Henri Kuiper (@henrikuiper) has an interesting, insightful observation illustrating one of the many reasons IBM z Systems are essential to secure, reliable enterprise computing.

On March 9, Google’s “Project Zero” published proof that a wide variety of computers are vulnerable to DRAM “rowhammer” attacks. As chip density increases, it’s becoming increasingly difficult to confine and control electrons within such tiny dimensions. DRAM (Dynamic Random Access Memory), an IBM invention, is an extremely important component in practically every computer, including in IBM z Systems. DRAM chips form the computer’s main memory, and if a computer’s memory does not function correctly, results are unpredictable or worse.

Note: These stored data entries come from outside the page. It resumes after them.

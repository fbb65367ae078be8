//! Health Check and Metrics Endpoints
//!
//! Health checks, upstream status reporting and Prometheus metrics, served
//! from the same listener as the chart routes.
//!
//! # Endpoints
//!
//! - `GET /health` - Returns JSON health status
//! - `GET /healthz` - Liveness probe (simple OK)
//! - `GET /readyz` - Readiness probe (fails once the upstream looks down)
//! - `GET /metrics` - Prometheus metrics in text format
//!
//! # Status
//!
//! Derived from consecutive upstream failures: none is healthy, fewer than
//! [`UNHEALTHY_AFTER`] is degraded, anything beyond is unhealthy. Provider
//! 4xx answers count as the upstream being reachable.

use std::sync::Arc;
use std::sync::atomic::{AtomicU32, AtomicU64, Ordering};
use std::time::Instant;

use axum::{Json, Router, extract::State, http::StatusCode, response::IntoResponse, routing::get};
use chrono::{DateTime, Utc};
use parking_lot::RwLock;
use serde::Serialize;

use crate::application::services::ProxyError;
use crate::infrastructure::metrics::get_metrics_handle;

/// Consecutive upstream failures after which the proxy reports unhealthy.
pub const UNHEALTHY_AFTER: u32 = 5;

// =============================================================================
// Health Response Types
// =============================================================================

/// Health check response.
#[derive(Debug, Clone, Serialize)]
pub struct HealthResponse {
    /// Overall status.
    pub status: HealthStatus,
    /// Proxy version.
    pub version: String,
    /// Server uptime in seconds.
    pub uptime_secs: u64,
    /// Current time.
    pub current_time: DateTime<Utc>,
    /// Upstream provider status.
    pub upstream: UpstreamStatus,
}

/// Overall health status.
#[derive(Debug, Clone, Copy, PartialEq, Eq, Serialize)]
#[serde(rename_all = "lowercase")]
pub enum HealthStatus {
    /// Upstream answering.
    Healthy,
    /// Recent upstream failures.
    Degraded,
    /// Upstream appears down.
    Unhealthy,
}

impl HealthStatus {
    /// Status for a run of consecutive upstream failures.
    #[must_use]
    pub const fn from_consecutive_failures(failures: u32) -> Self {
        match failures {
            0 => Self::Healthy,
            n if n < UNHEALTHY_AFTER => Self::Degraded,
            _ => Self::Unhealthy,
        }
    }
}

/// Upstream counters at a point in time.
#[derive(Debug, Clone, Serialize)]
pub struct UpstreamStatus {
    /// Upstream fetches attempted.
    pub requests: u64,
    /// Fetches that ended unavailable.
    pub failures: u64,
    /// Current run of unavailable fetches.
    pub consecutive_failures: u32,
    /// Message of the most recent failure.
    pub last_error: Option<String>,
}

// =============================================================================
// Upstream Stats
// =============================================================================

/// Running upstream counters shared between handlers.
#[derive(Debug, Default)]
pub struct UpstreamStats {
    requests: AtomicU64,
    failures: AtomicU64,
    consecutive_failures: AtomicU32,
    last_error: RwLock<Option<String>>,
}

impl UpstreamStats {
    /// Create zeroed stats.
    #[must_use]
    pub fn new() -> Self {
        Self::default()
    }

    /// Record the outcome of one upstream fetch.
    pub fn record<T>(&self, result: &Result<T, ProxyError>) {
        self.requests.fetch_add(1, Ordering::Relaxed);
        match result {
            Err(err @ ProxyError::UpstreamUnavailable(_)) => {
                self.failures.fetch_add(1, Ordering::Relaxed);
                self.consecutive_failures.fetch_add(1, Ordering::Relaxed);
                *self.last_error.write() = Some(err.to_string());
            }
            Ok(_) | Err(ProxyError::UpstreamRejected { .. } | ProxyError::InvalidRequest(_)) => {
                self.consecutive_failures.store(0, Ordering::Relaxed);
            }
        }
    }

    /// Snapshot the counters.
    #[must_use]
    pub fn snapshot(&self) -> UpstreamStatus {
        UpstreamStatus {
            requests: self.requests.load(Ordering::Relaxed),
            failures: self.failures.load(Ordering::Relaxed),
            consecutive_failures: self.consecutive_failures.load(Ordering::Relaxed),
            last_error: self.last_error.read().clone(),
        }
    }
}

// =============================================================================
// Health State
// =============================================================================

/// Shared state for the health endpoints.
#[derive(Debug)]
pub struct HealthState {
    version: String,
    started_at: Instant,
    stats: Arc<UpstreamStats>,
}

impl HealthState {
    /// Create health state over shared upstream stats.
    #[must_use]
    pub fn new(version: String, stats: Arc<UpstreamStats>) -> Self {
        Self {
            version,
            started_at: Instant::now(),
            stats,
        }
    }

    fn response(&self) -> HealthResponse {
        let upstream = self.stats.snapshot();
        HealthResponse {
            status: HealthStatus::from_consecutive_failures(upstream.consecutive_failures),
            version: self.version.clone(),
            uptime_secs: self.started_at.elapsed().as_secs(),
            current_time: Utc::now(),
            upstream,
        }
    }
}

/// Router serving the health and metrics endpoints.
pub fn health_router(state: Arc<HealthState>) -> Router {
    Router::new()
        .route("/health", get(health_handler))
        .route("/healthz", get(liveness_handler))
        .route("/readyz", get(readiness_handler))
        .route("/metrics", get(metrics_handler))
        .with_state(state)
}

// =============================================================================
// HTTP Handlers
// =============================================================================

async fn health_handler(State(state): State<Arc<HealthState>>) -> impl IntoResponse {
    let response = state.response();
    let status_code = match response.status {
        HealthStatus::Healthy | HealthStatus::Degraded => StatusCode::OK,
        HealthStatus::Unhealthy => StatusCode::SERVICE_UNAVAILABLE,
    };
    (status_code, Json(response))
}

async fn liveness_handler() -> impl IntoResponse {
    (StatusCode::OK, "OK")
}

async fn readiness_handler(State(state): State<Arc<HealthState>>) -> impl IntoResponse {
    if state.response().status == HealthStatus::Unhealthy {
        (StatusCode::SERVICE_UNAVAILABLE, "NOT READY")
    } else {
        (StatusCode::OK, "READY")
    }
}

async fn metrics_handler() -> impl IntoResponse {
    get_metrics_handle().map_or_else(
        || {
            (
                StatusCode::SERVICE_UNAVAILABLE,
                [("content-type", "text/plain")],
                "Metrics not initialized".to_string(),
            )
        },
        |handle| {
            (
                StatusCode::OK,
                [("content-type", "text/plain; version=0.0.4; charset=utf-8")],
                handle.render(),
            )
        },
    )
}

// =============================================================================
// Tests
// =============================================================================

#[cfg(test)]
mod tests {
    use axum::body::Body;
    use axum::http::Request;
    use test_case::test_case;
    use tower::ServiceExt;

    use super::*;

    fn unavailable() -> Result<(), ProxyError> {
        Err(ProxyError::UpstreamUnavailable("connection refused".to_string()))
    }

    #[test]
    fn health_status_serialization() {
        assert_eq!(
            serde_json::to_string(&HealthStatus::Healthy).unwrap(),
            "\"healthy\""
        );
        assert_eq!(
            serde_json::to_string(&HealthStatus::Unhealthy).unwrap(),
            "\"unhealthy\""
        );
    }

    #[test_case(0, HealthStatus::Healthy)]
    #[test_case(1, HealthStatus::Degraded)]
    #[test_case(4, HealthStatus::Degraded)]
    #[test_case(5, HealthStatus::Unhealthy)]
    #[test_case(40, HealthStatus::Unhealthy)]
    fn status_from_failures(failures: u32, expected: HealthStatus) {
        assert_eq!(HealthStatus::from_consecutive_failures(failures), expected);
    }

    #[test]
    fn stats_track_failure_runs() {
        let stats = UpstreamStats::new();
        stats.record(&unavailable());
        stats.record(&unavailable());

        let snapshot = stats.snapshot();
        assert_eq!(snapshot.requests, 2);
        assert_eq!(snapshot.failures, 2);
        assert_eq!(snapshot.consecutive_failures, 2);
        assert_eq!(
            snapshot.last_error.as_deref(),
            Some("upstream unavailable: connection refused")
        );

        stats.record::<()>(&Err(ProxyError::UpstreamRejected {
            status: 404,
            message: "Unknown symbol".to_string(),
        }));

        let snapshot = stats.snapshot();
        assert_eq!(snapshot.requests, 3);
        assert_eq!(snapshot.failures, 2);
        assert_eq!(snapshot.consecutive_failures, 0);
        assert!(snapshot.last_error.is_some());
    }

    #[tokio::test]
    async fn readiness_follows_upstream() {
        let stats = Arc::new(UpstreamStats::new());
        let router = health_router(Arc::new(HealthState::new(
            "0.1.0".to_string(),
            Arc::clone(&stats),
        )));

        let response = router
            .clone()
            .oneshot(Request::get("/readyz").body(Body::empty()).unwrap())
            .await
            .unwrap();
        assert_eq!(response.status(), StatusCode::OK);

        for _ in 0..UNHEALTHY_AFTER {
            stats.record(&unavailable());
        }

        let response = router
            .clone()
            .oneshot(Request::get("/readyz").body(Body::empty()).unwrap())
            .await
            .unwrap();
        assert_eq!(response.status(), StatusCode::SERVICE_UNAVAILABLE);

        let response = router
            .oneshot(Request::get("/health").body(Body::empty()).unwrap())
            .await
            .unwrap();
        assert_eq!(response.status(), StatusCode::SERVICE_UNAVAILABLE);
        let body = axum::body::to_bytes(response.into_body(), usize::MAX)
            .await
            .unwrap();
        let json: serde_json::Value = serde_json::from_slice(&body).unwrap();
        assert_eq!(json["status"], "unhealthy");
        assert_eq!(json["upstream"]["consecutive_failures"], 5);
    }

    #[tokio::test]
    async fn liveness_always_ok() {
        let router = health_router(Arc::new(HealthState::new(
            "0.1.0".to_string(),
            Arc::new(UpstreamStats::new()),
        )));
        let response = router
            .oneshot(Request::get("/healthz").body(Body::empty()).unwrap())
            .await
            .unwrap();
        assert_eq!(response.status(), StatusCode::OK);
    }
}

That’s exactly what Google’s security research team discovered, based on some earlier research by Yoongu Kim and others. Using a specially but easily crafted piece of code, they were able to influence the bit values of DRAM that the code shouldn’t have had access to, that should have been protected. The reason, in everyday language, is that electrons “hopped,” “leaked,” and/or “flipped” (take your pick). The individual DRAM chips are sufficiently unreliable now (and to some extent also in the past) that you cannot depend on their faithfully storing and retrieving binary zeroes and ones. You can “hammer” DRAM in certain ways that disturb other memory locations. In fact, as the Google team demonstrated, it’s possible to exploit this particular hardware vulnerability to gain complete control of an entire system without authorization. At present they don’t know how to protect fully against this vulnerability because the problem is a fundamental, undesirable characteristic of the hardware.

That’s alarming! It’s not totally surprising, at least to those who’ve been paying attention, but the publication of this proof of concept and test results are quite disturbing. The IT security community has a lot of work to do, and so will hardware manufacturers. Hardware manufacturers will likely need to implement at least what the IBM PC had way back in 1981: DRAM parity checking. (Though that’s likely not enough protection even in lower security contexts, especially as DRAM circuits continue to shrink.)

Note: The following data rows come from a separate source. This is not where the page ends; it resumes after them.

//! Proxy Configuration Settings
//!
//! Configuration types for the quote cache proxy, loaded from environment
//! variables.

use std::net::{IpAddr, Ipv4Addr, SocketAddr};
use std::time::Duration;

use crate::domain::cache::DEFAULT_FRESH_FOR;

/// Default provider base URL.
const DEFAULT_PROVIDER_URL: &str = "https://sandbox.iexapis.com";

/// Quote provider API token.
#[derive(Clone)]
pub struct ApiToken(String);

impl ApiToken {
    /// Wrap a token.
    #[must_use]
    pub const fn new(token: String) -> Self {
        Self(token)
    }

    /// Get the token for use in an outbound request.
    #[must_use]
    pub fn expose(&self) -> &str {
        &self.0
    }
}

impl std::fmt::Debug for ApiToken {
    fn fmt(&self, f: &mut std::fmt::Formatter<'_>) -> std::fmt::Result {
        f.write_str("ApiToken([REDACTED])")
    }
}

/// Upstream provider settings.
#[derive(Debug, Clone)]
pub struct ProviderSettings {
    /// Provider base URL, without trailing slash.
    pub base_url: String,
    /// API token appended to every request.
    pub token: ApiToken,
    /// Bound on each outbound request.
    pub timeout: Duration,
}

impl ProviderSettings {
    /// Default outbound request timeout.
    pub const DEFAULT_TIMEOUT: Duration = Duration::from_secs(10);

    /// Create settings with the default timeout.
    #[must_use]
    pub fn new(base_url: &str, token: ApiToken) -> Self {
        Self {
            base_url: base_url.trim_end_matches('/').to_string(),
            token,
            timeout: Self::DEFAULT_TIMEOUT,
        }
    }
}

/// HTTP listener settings.
#[derive(Debug, Clone)]
pub struct ServerSettings {
    /// Bind address.
    pub host: IpAddr,
    /// Bind port.
    pub port: u16,
}

impl Default for ServerSettings {
    fn default() -> Self {
        Self {
            host: IpAddr::V4(Ipv4Addr::LOCALHOST),
            port: 3333,
        }
    }
}

impl ServerSettings {
    /// Socket address to bind.
    #[must_use]
    pub const fn socket_addr(&self) -> SocketAddr {
        SocketAddr::new(self.host, self.port)
    }
}

/// Cache policy settings.
#[derive(Debug, Clone)]
pub struct CacheSettings {
    /// Freshness window advertised through `Cache-Control: max-age`.
    pub fresh_for: Duration,
}

impl Default for CacheSettings {
    fn default() -> Self {
        Self {
            fresh_for: DEFAULT_FRESH_FOR,
        }
    }
}

/// Complete proxy configuration.
#[derive(Debug, Clone)]
pub struct ProxyConfig {
    /// Upstream provider settings.
    pub provider: ProviderSettings,
    /// HTTP listener settings.
    pub server: ServerSettings,
    /// Cache policy settings.
    pub cache: CacheSettings,
}

impl ProxyConfig {
    /// Create configuration from environment variables.
    ///
    /// # Errors
    ///
    /// Returns an error if required environment variables are missing or
    /// the provider URL is not an http(s) URL.
    pub fn from_env() -> Result<Self, ConfigError> {
        Self::from_lookup(|key| std::env::var(key).ok())
    }

    /// Create configuration from an arbitrary key lookup.
    ///
    /// # Errors
    ///
    /// Same as [`ProxyConfig::from_env`].
    pub fn from_lookup(lookup: impl Fn(&str) -> Option<String>) -> Result<Self, ConfigError> {
        let token = lookup("QUOTE_PROVIDER_TOKEN")
            .ok_or_else(|| ConfigError::MissingEnvVar("QUOTE_PROVIDER_TOKEN".to_string()))?;

        if token.trim().is_empty() {
            return Err(ConfigError::EmptyValue("QUOTE_PROVIDER_TOKEN".to_string()));
        }

        let base_url =
            lookup("QUOTE_PROVIDER_URL").unwrap_or_else(|| DEFAULT_PROVIDER_URL.to_string());

        if !(base_url.starts_with("http://") || base_url.starts_with("https://")) {
            return Err(ConfigError::InvalidValue {
                key: "QUOTE_PROVIDER_URL".to_string(),
                value: base_url,
            });
        }

        let mut provider = ProviderSettings::new(&base_url, ApiToken::new(token.trim().to_string()));
        provider.timeout = parse_duration_millis(
            &lookup,
            "QUOTE_PROXY_UPSTREAM_TIMEOUT_MS",
            ProviderSettings::DEFAULT_TIMEOUT,
        );

        let server = ServerSettings {
            host: parse_or(&lookup, "QUOTE_PROXY_HOST", ServerSettings::default().host),
            port: parse_or(&lookup, "QUOTE_PROXY_PORT", ServerSettings::default().port),
        };

        let cache = CacheSettings {
            fresh_for: parse_duration_millis(
                &lookup,
                "QUOTE_PROXY_FRESH_FOR_MS",
                CacheSettings::default().fresh_for,
            ),
        };

        Ok(Self {
            provider,
            server,
            cache,
        })
    }
}

/// Configuration error.
#[derive(Debug, thiserror::Error)]
pub enum ConfigError {
    /// Required environment variable is missing.
    #[error("missing required environment variable: {0}")]
    MissingEnvVar(String),
    /// Environment variable has empty value.
    #[error("environment variable {0} cannot be empty")]
    EmptyValue(String),
    /// Environment variable has an unusable value.
    #[error("environment variable {key} has invalid value {value:?}")]
    InvalidValue {
        /// Variable name.
        key: String,
        /// Rejected value.
        value: String,
    },
}

fn parse_or<T: std::str::FromStr>(
    lookup: &impl Fn(&str) -> Option<String>,
    key: &str,
    default: T,
) -> T {
    lookup(key)
        .and_then(|v| v.trim().parse().ok())
        .unwrap_or(default)
}

fn parse_duration_millis(
    lookup: &impl Fn(&str) -> Option<String>,
    key: &str,
    default: Duration,
) -> Duration {
    lookup(key)
        .and_then(|v| v.trim().parse::<u64>().ok())
        .map_or(default, Duration::from_millis)
}
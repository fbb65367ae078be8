//! Tracing Setup
//!
//! Installs the `tracing` subscriber for the proxy. OpenTelemetry export
//! over OTLP is opt-in; without it only the fmt layer is installed.
//!
//! # Environment Variables
//!
//! - `OTEL_ENABLED`: Set to "true" to export spans (default: false)
//! - `OTEL_EXPORTER_OTLP_ENDPOINT`: OTLP endpoint (default: http://localhost:4317)
//! - `OTEL_SERVICE_NAME`: Service name for traces (default: quote-cache-proxy)
//! - `RUST_LOG`: Extra filter directives
//!
//! # Usage
//!
//! ```ignore
//! use quote_cache_proxy::infrastructure::telemetry;
//!
//! // Keep the guard alive until shutdown.
//! let _guard = telemetry::init();
//! ```

use opentelemetry::trace::TracerProvider as _;
use opentelemetry_otlp::WithExportConfig;
use opentelemetry_sdk::trace::SdkTracerProvider;
use tracing_subscriber::EnvFilter;
use tracing_subscriber::layer::SubscriberExt;
use tracing_subscriber::util::SubscriberInitExt;

const DEFAULT_SERVICE_NAME: &str = "quote-cache-proxy";

const DEFAULT_OTLP_ENDPOINT: &str = "http://localhost:4317";

/// Guard that shuts down OpenTelemetry when dropped.
pub struct TelemetryGuard {
    tracer_provider: Option<SdkTracerProvider>,
}

impl TelemetryGuard {
    /// Whether spans are being exported.
    #[must_use]
    pub const fn is_exporting(&self) -> bool {
        self.tracer_provider.is_some()
    }
}

impl Drop for TelemetryGuard {
    fn drop(&mut self) {
        if let Some(provider) = self.tracer_provider.take()
            && let Err(e) = provider.shutdown()
        {
            eprintln!("Failed to shutdown OpenTelemetry tracer provider: {e}");
        }
    }
}

/// Telemetry configuration.
#[derive(Debug, Clone, PartialEq, Eq)]
pub struct TelemetryConfig {
    /// Whether OpenTelemetry export is enabled.
    pub enabled: bool,
    /// OTLP exporter endpoint.
    pub otlp_endpoint: String,
    /// Service name for traces.
    pub service_name: String,
}

impl Default for TelemetryConfig {
    fn default() -> Self {
        Self {
            enabled: false,
            otlp_endpoint: DEFAULT_OTLP_ENDPOINT.to_string(),
            service_name: DEFAULT_SERVICE_NAME.to_string(),
        }
    }
}

impl TelemetryConfig {
    /// Create configuration from environment variables.
    #[must_use]
    pub fn from_env() -> Self {
        Self::from_lookup(|key| std::env::var(key).ok())
    }

    /// Create configuration from an arbitrary key lookup.
    #[must_use]
    pub fn from_lookup(lookup: impl Fn(&str) -> Option<String>) -> Self {
        let enabled = lookup("OTEL_ENABLED").is_some_and(|v| v.trim().eq_ignore_ascii_case("true"));

        let otlp_endpoint = lookup("OTEL_EXPORTER_OTLP_ENDPOINT")
            .unwrap_or_else(|| DEFAULT_OTLP_ENDPOINT.to_string());

        let service_name =
            lookup("OTEL_SERVICE_NAME").unwrap_or_else(|| DEFAULT_SERVICE_NAME.to_string());

        Self {
            enabled,
            otlp_endpoint,
            service_name,
        }
    }
}

/// Initialize telemetry with configuration from the environment.
///
/// Returns a guard that must be kept alive for the duration of the program.
#[must_use]
pub fn init() -> TelemetryGuard {
    init_with_config(TelemetryConfig::from_env())
}

/// Initialize telemetry with custom configuration.
///
/// Falls back to fmt-only logging if the OTLP exporter cannot be built.
#[must_use]
#[allow(clippy::expect_used)]
pub fn init_with_config(config: TelemetryConfig) -> TelemetryGuard {
    let env_filter = EnvFilter::from_default_env()
        .add_directive(
            "quote_cache_proxy=info"
                .parse()
                .expect("static directive 'quote_cache_proxy=info' is valid"),
        )
        .add_directive(
            "hyper=warn"
                .parse()
                .expect("static directive 'hyper=warn' is valid"),
        )
        .add_directive(
            "reqwest=warn"
                .parse()
                .expect("static directive 'reqwest=warn' is valid"),
        );

    let fmt_layer = tracing_subscriber::fmt::layer()
        .with_target(true)
        .with_thread_ids(false)
        .with_file(false)
        .with_line_number(false);

    let exporter = if config.enabled {
        match opentelemetry_otlp::SpanExporter::builder()
            .with_tonic()
            .with_endpoint(&config.otlp_endpoint)
            .build()
        {
            Ok(exporter) => Some(exporter),
            Err(e) => {
                eprintln!("Failed to create OTLP exporter, continuing without it: {e}");
                None
            }
        }
    } else {
        None
    };

    let Some(exporter) = exporter else {
        tracing_subscriber::registry()
            .with(env_filter)
            .with(fmt_layer)
            .init();

        return TelemetryGuard {
            tracer_provider: None,
        };
    };

    let tracer_provider = SdkTracerProvider::builder()
        .with_batch_exporter(exporter)
        .with_resource(
            opentelemetry_sdk::Resource::builder()
                .with_service_name(config.service_name.clone())
                .build(),
        )
        .build();

    let tracer = tracer_provider.tracer(config.service_name);
    let otel_layer = tracing_opentelemetry::layer().with_tracer(tracer);

    tracing_subscriber::registry()
        .with(env_filter)
        .with(fmt_layer)
        .with(otel_layer)
        .init();

    TelemetryGuard {
        tracer_provider: Some(tracer_provider),
    }
}

// =============================================================================
// Tests
// =============================================================================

OK, so what about IBM z Systems? Now the “secret” is revealed. Many years ago IBM’s engineers predicted this class of problems, and they wanted to prevent IBM mainframes from even approaching these problems. Several years ago, in the previous decade, the engineers got to work redesigning and improving the memory subsystems in IBM mainframes in anticipation of these DRAM density-related problems they would face in the component supply chain even selecting the absolute best components. In 2010, IBM introduced the z196 mainframe with a brand new memory subsystem incorporating a breakthrough innovation: RAIM (Redundant Array of Independent Memory) design. RAIM is analogous to RAID (Redundant Array of Independent Disks) for magnetic and solid state disks. All data are cross-checked for both reads and writes, and the failure (or misbehavior) of any single component does not threaten data integrity. In fact, IBM’s RAIM design can tolerate up to triple component failures and still continue running, with no application interruption. (It’s also possible and common to configure an IBM z System such that, in the unlikely event there is a memory hardware failure requiring eventual service, even memory repairs also occur without interrupting applications.) You can “rowhammer” IBM z RAIM as much as you like, but you’re absolutely not going to flip bits that aren’t your bits in your authorized storage area.

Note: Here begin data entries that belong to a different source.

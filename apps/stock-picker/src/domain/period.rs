//! Date Range Bucketing and Validation
//!
//! Pure functions that turn a `(from, to)` date range into one of the
//! provider's discrete chart periods.
//!
//! # Buckets
//!
//! | Days (rounded up) | Period |
//! |-------------------|--------|
//! | ≤ 31              | `1m`   |
//! | ≤ 93              | `3m`   |
//! | ≤ 186             | `6m`   |
//! | ≤ 365             | `1y`   |
//! | ≤ 730             | `2y`   |
//! | ≤ 1825            | `5y`   |
//! | otherwise         | `max`  |
//!
//! `ytd` is never chosen by bucketing; it is only reachable by selecting it
//! directly.

use chrono::{DateTime, Utc};
use quote_domain::PeriodCode;

/// Milliseconds in one day.
pub const MILLIS_PER_DAY: u64 = 86_400_000;

/// Whole days spanned by a range, rounded up. Order of the endpoints does
/// not matter.
#[must_use]
pub fn days_between(from: DateTime<Utc>, to: DateTime<Utc>) -> u64 {
    (to - from)
        .num_milliseconds()
        .unsigned_abs()
        .div_ceil(MILLIS_PER_DAY)
}

/// Smallest period covering the given number of days.
#[must_use]
pub const fn bucket_days(days: u64) -> PeriodCode {
    match days {
        0..=31 => PeriodCode::OneMonth,
        32..=93 => PeriodCode::ThreeMonths,
        94..=186 => PeriodCode::SixMonths,
        187..=365 => PeriodCode::OneYear,
        366..=730 => PeriodCode::TwoYears,
        731..=1825 => PeriodCode::FiveYears,
        _ => PeriodCode::Max,
    }
}

/// Period covering a date range.
#[must_use]
pub fn bucket_range(from: DateTime<Utc>, to: DateTime<Utc>) -> PeriodCode {
    bucket_days(days_between(from, to))
}

/// Outcome of checking a date range.
#[derive(Debug, Clone, Copy, PartialEq, Eq)]
pub struct RangeCheck {
    /// Start of the range (never altered).
    pub from: DateTime<Utc>,
    /// End of the range, after correction.
    pub to: DateTime<Utc>,
    /// `from` is not in the future.
    pub from_valid: bool,
    /// `to` is not before `from`.
    pub to_valid: bool,
    /// `to` was replaced by `from`.
    pub corrected: bool,
}

/// Check a date range against the current instant.
///
/// An inverted range, or one starting in the future, collapses to the single
/// day `from..from`.
#[must_use]
pub fn validate_range(from: DateTime<Utc>, to: DateTime<Utc>, now: DateTime<Utc>) -> RangeCheck {
    let from_valid = from <= now;
    let to_valid = to >= from;
    let corrected = !from_valid || !to_valid;

    RangeCheck {
        from,
        to: if corrected { from } else { to },
        from_valid,
        to_valid,
        corrected,
    }
}
//! Ticker Symbols
//!
//! A symbol ends up as a single URL path segment on both the proxy and the
//! upstream provider, so only characters that need no escaping are allowed.

use std::fmt;
use std::str::FromStr;

use serde::{Deserialize, Serialize};

/// A trimmed, non-empty ticker symbol that is safe as a URL path segment.
#[derive(Debug, Clone, PartialEq, Eq, PartialOrd, Ord, Hash, Serialize, Deserialize)]
#[serde(try_from = "String", into = "String")]
pub struct Symbol(String);

impl Symbol {
    /// Validate and wrap a raw symbol. Surrounding whitespace is trimmed.
    ///
    /// # Errors
    ///
    /// Returns `SymbolError` if the trimmed value is empty, is a dot
    /// segment, or contains a character outside `A-Z a-z 0-9 . - _ ~`.
    pub fn parse(raw: &str) -> Result<Self, SymbolError> {
        let symbol = raw.trim();

        if symbol.is_empty() {
            return Err(SymbolError::Empty);
        }

        if symbol == "." || symbol == ".." {
            return Err(SymbolError::DotSegment(symbol.to_string()));
        }

        if let Some(ch) = symbol.chars().find(|&ch| !is_path_safe(ch)) {
            return Err(SymbolError::UnsafeCharacter {
                symbol: symbol.to_string(),
                ch,
            });
        }

        Ok(Self(symbol.to_string()))
    }

    /// Get the symbol text.
    #[must_use]
    pub fn as_str(&self) -> &str {
        &self.0
    }
}

const fn is_path_safe(ch: char) -> bool {
    ch.is_ascii_alphanumeric() || matches!(ch, '.' | '-' | '_' | '~')
}

impl fmt::Display for Symbol {
    fn fmt(&self, f: &mut fmt::Formatter<'_>) -> fmt::Result {
        f.write_str(&self.0)
    }
}

impl FromStr for Symbol {
    type Err = SymbolError;

    fn from_str(s: &str) -> Result<Self, Self::Err> {
        Self::parse(s)
    }
}

impl TryFrom<String> for Symbol {
    type Error = SymbolError;

    fn try_from(value: String) -> Result<Self, Self::Error> {
        Self::parse(&value)
    }
}

impl From<Symbol> for String {
    fn from(symbol: Symbol) -> Self {
        symbol.0
    }
}

impl AsRef<str> for Symbol {
    fn as_ref(&self) -> &str {
        &self.0
    }
}

/// Symbol validation error.
#[derive(Debug, Clone, PartialEq, Eq, thiserror::Error)]
pub enum SymbolError {
    /// Symbol is empty after trimming.
    #[error("symbol cannot be empty")]
    Empty,
    /// Symbol is a relative path segment.
    #[error("symbol {0:?} is not a valid path segment")]
    DotSegment(String),
    /// Symbol contains a character that is unsafe in a URL path segment.
    #[error("symbol {symbol:?} contains unsafe character {ch:?}")]
    UnsafeCharacter {
        /// The rejected symbol.
        symbol: String,
        /// The first offending character.
        ch: char,
    },
}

The latest IBM z13 mainframe, now shipping, incorporates the third generation RAIM subsystem, and every mainframe IBM sells includes at least second generation RAIM. You cannot disable RAIM protections, and you cannot configure an IBM mainframe without RAIM. RAIM is standard, not optional. When you buy or lease an IBM mainframe, the amount of memory you acquire — to pick a random example, 480GiB — is customer usable. Physically there are many more of the highest quality DRAM components inside the machine to support RAIM. But when you order a machine with 480GiB usable, you get 480GiB usable, after RAIM overhead. You can now order an IBM z13 mainframe with as much as 10TiB of usable, RAIM-protected memory.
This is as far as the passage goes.